Every school wants to attract and keep great teachers. The latest Randstad employer branding research tells us that workplaces with positive brands and a great culture get twice as many applications as those that have a negative perception by candidates. This suggests that there's more to finding the perfect member of staff than putting out a job advert – and, increasingly, schools are turning to supply teachers not just for short-term cover but long-term staffing solutions.
Make your school into a great place for all staff, and chances are that long-term supply teachers will want to stay. It all starts, say experts, with the ethos. Get that right, and everything else falls into place.
"To me, it's all about the having the right culture and climate," says Helen Mackenzie, a former headteacher who now works in a consultative role with teaching leaders in schools across the north-west. "A big part of that is the nurturing and development of the staff – not just teachers, incidentally.
Everyone in the institution is important. Staff should be listened to, so they feel that they are intricately involved with the decision-making process. You need a strong head and very strong principles, supported by the governing body which really puts into practice what it preaches. You can feel that kind of ethos when you go into a school. It makes you think: yes, I want to be a part of this."
Every school should have a continuing package for all staff.
With supply teachers themselves now realising that cover can be the way to a permanent position, it's important that the school makes clear the opportunities it can provide. Take training, for example. Every school should have a continuing package for all staff, whether they want a path to headship or to a specialised area such as special needs teaching. But it must be relevant and linked to career progression within the school, says Mackenzie. "Otherwise it's meaningless," she points out. "It's not just about 'you need to go on this course'. It's all got to be linked."
Using supply teachers regularly can also help ensure continuity of learning. Attrition, after all, is inevitable in any organisation. A supply teacher who is familiar with the school's systems and has already proved that he or she fits well with the ethos makes transitions much easier.
"There are always people looking to move on and people looking to move in," says Mark Griffiths, former deputy head of Tarleton Academy, Lancashire and currently National Business Development manager for Randstad Education. "So as long as you've got school-wide systems in place – for example, the expectation that everyone produces weekly lesson plans or schemes of work, or regular staff observations – then there should be minimum disruption."

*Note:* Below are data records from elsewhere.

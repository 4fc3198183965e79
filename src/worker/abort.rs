//! Cooperative cancellation token.

use std::sync::atomic::{AtomicBool, Ordering};
use std::sync::Arc;

/// Shared abort flag consulted at batch boundaries. Cloning shares the
/// underlying flag.
#[derive(Debug, Clone, Default)]
pub struct AbortToken {
    flag: Arc<AtomicBool>,
}

impl AbortToken {
    pub fn new() -> Self {
        Self::default()
    }

    pub fn abort(&self) {
        self.flag.store(true, Ordering::SeqCst);
    }

    pub fn is_aborted(&self) -> bool {
        self.flag.load(Ordering::SeqCst)
    }

    /// Error out of the current operation when the token is set.
    pub fn check(&self) -> anyhow::Result<()> {
        if self.is_aborted() {
            Err(crate::error::CoreError::Cancelled.into())
        } else {
            Ok(())
        }
    }
}
//! Per-session store schema.
//!
//! The schema version is carried in `PRAGMA user_version`. Fresh stores
//! are created at the latest version; older stores are upgraded by the
//! migrator (`store::migrate`). Secondary indexes are intentionally not
//! part of the base DDL — bulk import creates them after the last batch.

pub const SCHEMA_VERSION: u32 = 3;

pub const BASE_DDL: &str = "
CREATE TABLE IF NOT EXISTS meta (
    name         TEXT NOT NULL,
    platform     TEXT NOT NULL,
    type         TEXT NOT NULL,
    imported_at  INTEGER NOT NULL,
    group_id     TEXT,
    group_avatar TEXT,
    owner_id     INTEGER
);

CREATE TABLE IF NOT EXISTS member (
    id             INTEGER PRIMARY KEY AUTOINCREMENT,
    platform_id    TEXT NOT NULL UNIQUE,
    account_name   TEXT NOT NULL DEFAULT '',
    group_nickname TEXT,
    aliases        TEXT NOT NULL DEFAULT '[]',
    avatar         TEXT
);

CREATE TABLE IF NOT EXISTS member_name_history (
    id        INTEGER PRIMARY KEY AUTOINCREMENT,
    member_id INTEGER NOT NULL REFERENCES member(id) ON DELETE CASCADE,
    name_type TEXT NOT NULL CHECK (name_type IN ('account_name', 'group_nickname')),
    name      TEXT NOT NULL,
    start_ts  INTEGER NOT NULL,
    end_ts    INTEGER
);

CREATE TABLE IF NOT EXISTS message (
    id                    INTEGER PRIMARY KEY AUTOINCREMENT,
    sender_id             INTEGER NOT NULL REFERENCES member(id),
    sender_account_name   TEXT NOT NULL DEFAULT '',
    sender_group_nickname TEXT,
    ts                    INTEGER NOT NULL,
    type                  INTEGER NOT NULL,
    content               TEXT
);

CREATE TABLE IF NOT EXISTS session_index (
    id               INTEGER PRIMARY KEY AUTOINCREMENT,
    start_ts         INTEGER NOT NULL,
    end_ts           INTEGER NOT NULL,
    message_count    INTEGER NOT NULL,
    first_message_id INTEGER NOT NULL
);

CREATE TABLE IF NOT EXISTS session_index_meta (
    key   TEXT PRIMARY KEY,
    value TEXT NOT NULL
);
";

/// Secondary indexes, created after bulk import.
pub const INDEX_DDL: &str = "
CREATE INDEX IF NOT EXISTS idx_message_ts ON message(ts);
CREATE INDEX IF NOT EXISTS idx_message_sender ON message(sender_id);
CREATE INDEX IF NOT EXISTS idx_name_history_member ON member_name_history(member_id);
";

/// Staging stores hold one source's parsed output during merge: meta,
/// members keyed by platform id, and raw messages without the
/// normalized sender join.
pub const STAGING_DDL: &str = "
CREATE TABLE IF NOT EXISTS meta (
    name         TEXT NOT NULL,
    platform     TEXT NOT NULL,
    type         TEXT NOT NULL,
    group_id     TEXT,
    group_avatar TEXT
);

CREATE TABLE IF NOT EXISTS member (
    platform_id    TEXT PRIMARY KEY,
    account_name   TEXT NOT NULL DEFAULT '',
    group_nickname TEXT,
    avatar         TEXT
);

CREATE TABLE IF NOT EXISTS message (
    id                 INTEGER PRIMARY KEY AUTOINCREMENT,
    sender_platform_id TEXT NOT NULL,
    account_name       TEXT NOT NULL DEFAULT '',
    group_nickname     TEXT,
    ts                 INTEGER NOT NULL,
    type               INTEGER NOT NULL,
    content            TEXT
);
CREATE INDEX IF NOT EXISTS idx_staging_message_ts ON message(ts);
";
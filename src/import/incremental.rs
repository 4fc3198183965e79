//! Incremental import: add a new source's messages to an existing
//! session without duplicating what is already there.
//!
//! The new source is parsed into a staging store first, then compared
//! against the session by the duplicate key
//! `(timestamp, sender platform id, content length)`. `analyze` reports
//! counts without writing; `import` copies the new messages, appending
//! them so session ids stay monotone in insertion order.

use std::collections::HashSet;
use std::path::Path;

use anyhow::Result;
use serde::Serialize;
use tracing::info;

use crate::import::{ImportOptions, ImportProgress, ImportStage, ProgressFn};
use crate::parse::ParseProgress;
use crate::paths::{remove_store_files, AppDirs};
use crate::query::session_index;
use crate::store::{staging, SessionStore, StagingStore};
use crate::types::RawMessage;

const SCAN_PAGE: usize = 5000;

#[derive(Debug, Clone, Copy, Serialize)]
#[serde(rename_all = "camelCase")]
pub struct IncrementalAnalysis {
    pub new: u64,
    pub duplicate: u64,
    pub total: u64,
}

#[derive(Debug, Clone, Serialize)]
#[serde(rename_all = "camelCase")]
pub struct IncrementalOutcome {
    pub session_id: String,
    pub added: u64,
    pub duplicate: u64,
    pub total: u64,
}

/// Duplicate key. Content length is measured in characters to match the
/// store's `LENGTH()` semantics.
fn dup_key(msg: &RawMessage) -> (i64, String, i64) {
    (
        msg.timestamp,
        msg.sender_platform_id.clone(),
        msg.content.as_deref().map(|c| c.chars().count()).unwrap_or(0) as i64,
    )
}

/// Existing `(ts, platform id, content length)` triples of a session.
fn session_keys(store: &SessionStore) -> Result<HashSet<(i64, String, i64)>> {
    let mut keys = HashSet::new();
    let mut stmt = store.conn().prepare(
        "SELECT m.ts, mem.platform_id, COALESCE(LENGTH(m.content), 0)
         FROM message m JOIN member mem ON mem.id = m.sender_id",
    )?;
    let rows = stmt.query_map([], |row| {
        Ok((
            row.get::<_, i64>(0)?,
            row.get::<_, String>(1)?,
            row.get::<_, i64>(2)?,
        ))
    })?;
    for row in rows {
        keys.insert(row?);
    }
    Ok(keys)
}

/// Count how many of the source's messages are new versus already in
/// the session. Nothing is written.
pub fn analyze(
    dirs: &AppDirs,
    session_id: &str,
    source: &Path,
    opts: &ImportOptions,
) -> Result<IncrementalAnalysis> {
    let session = SessionStore::open_read(&dirs.session_db(session_id))?;
    let staging_path = dirs.staging_db(&format!("incr_{}", uuid::Uuid::new_v4().simple()));

    let result = (|| {
        let (staging, _) = staging::stage_source(source, &staging_path, &opts.parse_options())?;
        let existing = session_keys(&session)?;
        let (new, duplicate) = partition_counts(&staging, &existing)?;
        Ok(IncrementalAnalysis {
            new,
            duplicate,
            total: new + duplicate,
        })
    })();

    let _ = remove_store_files(&staging_path);
    result
}

fn partition_counts(
    staging: &StagingStore,
    existing: &HashSet<(i64, String, i64)>,
) -> Result<(u64, u64)> {
    let mut new = 0u64;
    let mut duplicate = 0u64;
    let mut seen: HashSet<(i64, String, i64)> = HashSet::new();
    let mut cursor = 0i64;
    loop {
        let page = staging.messages_page(cursor, SCAN_PAGE)?;
        if page.is_empty() {
            break;
        }
        for (id, msg) in &page {
            cursor = *id;
            let key = dup_key(msg);
            if existing.contains(&key) || !seen.insert(key) {
                duplicate += 1;
            } else {
                new += 1;
            }
        }
    }
    Ok((new, duplicate))
}

/// Copy the source's new messages into the session. The session index,
/// when present, is regenerated afterwards.
pub fn import(
    dirs: &AppDirs,
    session_id: &str,
    source: &Path,
    opts: &ImportOptions,
    progress: ProgressFn<'_>,
) -> Result<IncrementalOutcome> {
    let session = SessionStore::open(&dirs.session_db(session_id))?;
    let staging_path = dirs.staging_db(&format!("incr_{}", uuid::Uuid::new_v4().simple()));

    let result = (|| {
        let (staging, summary) =
            staging::stage_source(source, &staging_path, &opts.parse_options())?;
        let mut existing = session_keys(&session)?;
        let total = staging.message_count()?;

        let mut added = 0u64;
        let mut duplicate = 0u64;
        let mut cursor = 0i64;
        let mut since_commit = 0u64;

        session.begin()?;
        let copy = (|| -> Result<()> {
            loop {
                opts.abort.check()?;
                let page = staging.messages_page(cursor, SCAN_PAGE)?;
                if page.is_empty() {
                    break;
                }
                for (id, msg) in &page {
                    cursor = *id;
                    if !existing.insert(dup_key(msg)) {
                        duplicate += 1;
                        continue;
                    }
                    let sender_id = session.ensure_member(
                        &msg.sender_platform_id,
                        &msg.account_name,
                        msg.group_nickname.as_deref(),
                    )?;
                    session.insert_message(sender_id, msg)?;
                    added += 1;
                    since_commit += 1;
                    if since_commit >= opts.commit_every.max(1) {
                        session.commit()?;
                        session.begin()?;
                        since_commit = 0;
                    }
                }
                progress(ImportProgress::at_stage(
                    ImportStage::Parse,
                    ParseProgress {
                        bytes_read: summary.bytes_read,
                        total_bytes: summary.bytes_read,
                        messages_seen: added + duplicate,
                    },
                ));
            }
            Ok(())
        })();
        match copy {
            Ok(()) => session.commit()?,
            Err(e) => {
                let _ = session.rollback();
                return Err(e);
            }
        }

        if session_index::has_index(&session)? {
            let threshold = session_index::stored_threshold(&session)?;
            session_index::generate(&session, threshold)?;
        }

        progress(ImportProgress::marker(ImportStage::Done, None));
        info!(session = %session_id, added, duplicate, "incremental import complete");
        Ok(IncrementalOutcome {
            session_id: session_id.to_string(),
            added,
            duplicate,
            total,
        })
    })();

    let _ = remove_store_files(&staging_path);
    result
}
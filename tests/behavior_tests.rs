mod helpers;

use helpers::*;
use serde_json::json;

use chatlab_core::query::behavior;
use chatlab_core::types::QueryFilter;

// midday UTC anchor, see query_tests
const BASE: i64 = 1_699_963_200;
const DAY: i64 = 86_400;

fn session_from(dirs: &chatlab_core::AppDirs, name: &str, messages: serde_json::Value) -> String {
    let export = chatlab_export(
        "G",
        "qq",
        json!([member("10", "A"), member("11", "B"), member("12", "C")]),
        messages,
    );
    let path = write_json(&dirs.temp(), name, &export);
    import_file(dirs, &path).session_id
}

#[test]
fn repeat_chains_require_multiple_senders() {
    let (_tmp, dirs) = test_dirs();
    let session = session_from(
        &dirs,
        "repeat.json",
        json!([
            msg("10", "A", BASE, "好活"),
            msg("11", "B", BASE + 1, "好活"),
            msg("12", "C", BASE + 2, "好活"),
            msg("10", "A", BASE + 10, "solo"),
            msg("10", "A", BASE + 11, "solo"),
            msg("11", "B", BASE + 20, "unrelated"),
        ]),
    );
    let store = open_session(&dirs, &session);

    let analysis = behavior::repeat(&store, &QueryFilter::default()).unwrap();
    assert_eq!(analysis.chains.len(), 1);
    assert_eq!(analysis.chains[0].content, "好活");
    assert_eq!(analysis.chains[0].count, 3);
    assert_eq!(analysis.chains[0].participant_count, 3);

    // B and C joined a chain started by A
    assert_eq!(analysis.top_repeaters.len(), 2);
    let repeater_names: Vec<&str> = analysis
        .top_repeaters
        .iter()
        .map(|r| r.account_name.as_str())
        .collect();
    assert!(repeater_names.contains(&"B") && repeater_names.contains(&"C"));
}

#[test]
fn catchphrase_needs_three_occurrences() {
    let (_tmp, dirs) = test_dirs();
    let session = session_from(
        &dirs,
        "catch.json",
        json!([
            msg("10", "A", BASE, "妙啊"),
            msg("10", "A", BASE + 10, "妙啊"),
            msg("10", "A", BASE + 20, "妙啊"),
            msg("10", "A", BASE + 30, "只说一次"),
            msg("11", "B", BASE + 40, "[图片]"),
            msg("11", "B", BASE + 50, "[图片]"),
            msg("11", "B", BASE + 60, "[图片]"),
        ]),
    );
    let store = open_session(&dirs, &session);

    let analysis = behavior::catchphrase(&store, &QueryFilter::default()).unwrap();
    assert_eq!(analysis.members.len(), 1);
    assert_eq!(analysis.members[0].account_name, "A");
    assert_eq!(analysis.members[0].phrases[0].phrase, "妙啊");
    assert_eq!(analysis.members[0].phrases[0].count, 3);
}

#[test]
fn dragon_king_counts_days_won() {
    let (_tmp, dirs) = test_dirs();
    let session = session_from(
        &dirs,
        "dragon.json",
        json!([
            // day 1: A wins 2:1
            msg("10", "A", BASE, "a1"),
            msg("10", "A", BASE + 10, "a2"),
            msg("11", "B", BASE + 20, "b1"),
            // day 2: B wins 2:0
            msg("11", "B", BASE + DAY, "b2"),
            msg("11", "B", BASE + DAY + 10, "b3"),
            // day 3: A wins 1:0
            msg("10", "A", BASE + 2 * DAY, "a3"),
        ]),
    );
    let store = open_session(&dirs, &session);

    let analysis = behavior::dragon_king(&store, &QueryFilter::default()).unwrap();
    assert_eq!(analysis.members[0].account_name, "A");
    assert_eq!(analysis.members[0].days_won, 2);
    let b = analysis
        .members
        .iter()
        .find(|m| m.account_name == "B")
        .unwrap();
    assert_eq!(b.days_won, 1);
}

#[test]
fn diving_ranks_longest_silence() {
    let (_tmp, dirs) = test_dirs();
    let session = session_from(
        &dirs,
        "diving.json",
        json!([
            msg("10", "A", BASE, "early then gone"),
            msg("11", "B", BASE + DAY, "still around"),
        ]),
    );
    let store = open_session(&dirs, &session);

    let analysis = behavior::diving(&store, &QueryFilter::default()).unwrap();
    assert_eq!(analysis.members[0].account_name, "A");
    assert_eq!(analysis.members[0].silent_seconds, DAY);
    assert_eq!(analysis.members[1].silent_seconds, 0);
}

#[test]
fn monologue_detects_runs_of_five() {
    let (_tmp, dirs) = test_dirs();
    let session = session_from(
        &dirs,
        "mono.json",
        json!([
            msg("10", "A", BASE, "1"),
            msg("10", "A", BASE + 1, "2"),
            msg("10", "A", BASE + 2, "3"),
            msg("10", "A", BASE + 3, "4"),
            msg("10", "A", BASE + 4, "5"),
            msg("10", "A", BASE + 5, "6"),
            msg("11", "B", BASE + 6, "interrupt"),
            msg("10", "A", BASE + 7, "short"),
            msg("10", "A", BASE + 8, "run"),
        ]),
    );
    let store = open_session(&dirs, &session);

    let analysis = behavior::monologue(&store, &QueryFilter::default()).unwrap();
    assert_eq!(analysis.members.len(), 1);
    assert_eq!(analysis.members[0].account_name, "A");
    assert_eq!(analysis.members[0].runs, 1);
    assert_eq!(analysis.members[0].longest_run, 6);
}

#[test]
fn mentions_resolve_names_nicknames_and_count_edges() {
    let (_tmp, dirs) = test_dirs();
    let session = session_from(
        &dirs,
        "mention.json",
        json!([
            msg("10", "A", BASE, "@B 在吗"),
            msg("10", "A", BASE + 1, "@B 看一下"),
            msg("11", "B", BASE + 2, "@A 来了"),
            msg("12", "C", BASE + 3, "no mention here"),
        ]),
    );
    let store = open_session(&dirs, &session);

    let analysis = behavior::mention(&store, &QueryFilter::default()).unwrap();
    assert_eq!(analysis.most_mentioned[0].account_name, "B");
    assert_eq!(analysis.most_mentioned[0].count, 2);
    assert_eq!(analysis.most_mentioning[0].account_name, "A");
    assert_eq!(analysis.most_mentioning[0].count, 2);

    let graph = behavior::mention_graph(&store, &QueryFilter::default()).unwrap();
    assert_eq!(graph.edges.len(), 2);
    assert_eq!(graph.edges[0].count, 2);
}

#[test]
fn laugh_counts_patterns_per_member() {
    let (_tmp, dirs) = test_dirs();
    let session = session_from(
        &dirs,
        "laugh.json",
        json!([
            msg("10", "A", BASE, "哈哈哈哈"),
            msg("10", "A", BASE + 1, "23333"),
            msg("10", "A", BASE + 2, "正经发言"),
            msg("11", "B", BASE + 3, "笑死我了"),
            msg("12", "C", BASE + 4, "nothing funny"),
        ]),
    );
    let store = open_session(&dirs, &session);

    let analysis = behavior::laugh(&store, &QueryFilter::default()).unwrap();
    let a = &analysis.members[0];
    assert_eq!(a.account_name, "A");
    assert_eq!(a.laugh_count, 2);
    assert_eq!(a.total_count, 3);
    assert!(analysis.members.iter().all(|m| m.account_name != "C"));
}

#[test]
fn meme_battle_needs_three_images_and_two_senders() {
    let (_tmp, dirs) = test_dirs();
    let session = session_from(
        &dirs,
        "meme.json",
        json!([
            typed_msg("10", "A", BASE, 1, "[图片]"),
            typed_msg("11", "B", BASE + 1, 1, "[图片]"),
            typed_msg("10", "A", BASE + 2, 5, "[表情]"),
            msg("12", "C", BASE + 3, "text breaks the run"),
            typed_msg("10", "A", BASE + 4, 1, "[图片]"),
            typed_msg("10", "A", BASE + 5, 1, "[图片]"),
            typed_msg("10", "A", BASE + 6, 1, "[图片]"),
        ]),
    );
    let store = open_session(&dirs, &session);

    let analysis = behavior::meme_battle(&store, &QueryFilter::default()).unwrap();
    // the second run is single-sender, so only one battle counts
    assert_eq!(analysis.battle_count, 1);
    assert_eq!(analysis.longest_battle, 3);
    assert_eq!(analysis.participants.len(), 2);
}

#[test]
fn check_in_tracks_streaks_across_days() {
    let (_tmp, dirs) = test_dirs();
    let session = session_from(
        &dirs,
        "checkin.json",
        json!([
            msg("10", "A", BASE, "d1"),
            msg("10", "A", BASE + 10, "d1 again"),
            msg("10", "A", BASE + DAY, "d2"),
            msg("10", "A", BASE + 2 * DAY, "d3"),
            msg("10", "A", BASE + 4 * DAY, "d5, streak broken"),
            msg("11", "B", BASE, "only once"),
        ]),
    );
    let store = open_session(&dirs, &session);

    let analysis = behavior::check_in(&store, &QueryFilter::default()).unwrap();
    let a = &analysis.members[0];
    assert_eq!(a.account_name, "A");
    assert_eq!(a.active_days, 4);
    assert_eq!(a.longest_streak, 3);
}

#[test]
fn night_owl_is_empty_for_daytime_corpus() {
    let (_tmp, dirs) = test_dirs();
    // local hour of BASE varies by zone, so only assert the invariant:
    // counts never exceed totals and ratios stay in (0, 1]
    let session = session_from(
        &dirs,
        "owl.json",
        json!([
            msg("10", "A", BASE, "x"),
            msg("10", "A", BASE + 3 * 3600, "y"),
            msg("11", "B", BASE + 6 * 3600, "z"),
        ]),
    );
    let store = open_session(&dirs, &session);

    let analysis = behavior::night_owl(&store, &QueryFilter::default()).unwrap();
    for row in &analysis.members {
        assert!(row.night_count >= 1);
        assert!(row.night_count <= row.total_count);
        assert!(row.ratio > 0.0 && row.ratio <= 1.0);
    }
}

Plus, if there's a culture of growing and encouraging talent within the school, says Mackenzie, then there's already capacity within the system to take over when a teacher leaves. "If a member of staff does want to leave, then you know you've got the right person already within your own school, or academy chain."
"your job advertisements should talk about the ways in which your school works and what systems are in place to not just support staff but develop them as well"
The very factors that encourage staff to stay – ethos, professional development, vision – will also attract new talent. There's a real crossover, says Griffiths, in staff attraction and retention. But, he says, schools always need to be aware that supply teachers, with their experience in different schools, could be the solution to staffing issues – and consequently, make it clear that the door is open.
"For example, when a school advertises a position, it needs to give more information – not just the usual stuff about pupil numbers and being in the leafy suburbs. They should talk about the ways in which the school works and what systems are in place to not just support staff but develop them as well. We always talk about the right match – and I can't emphasise that enough."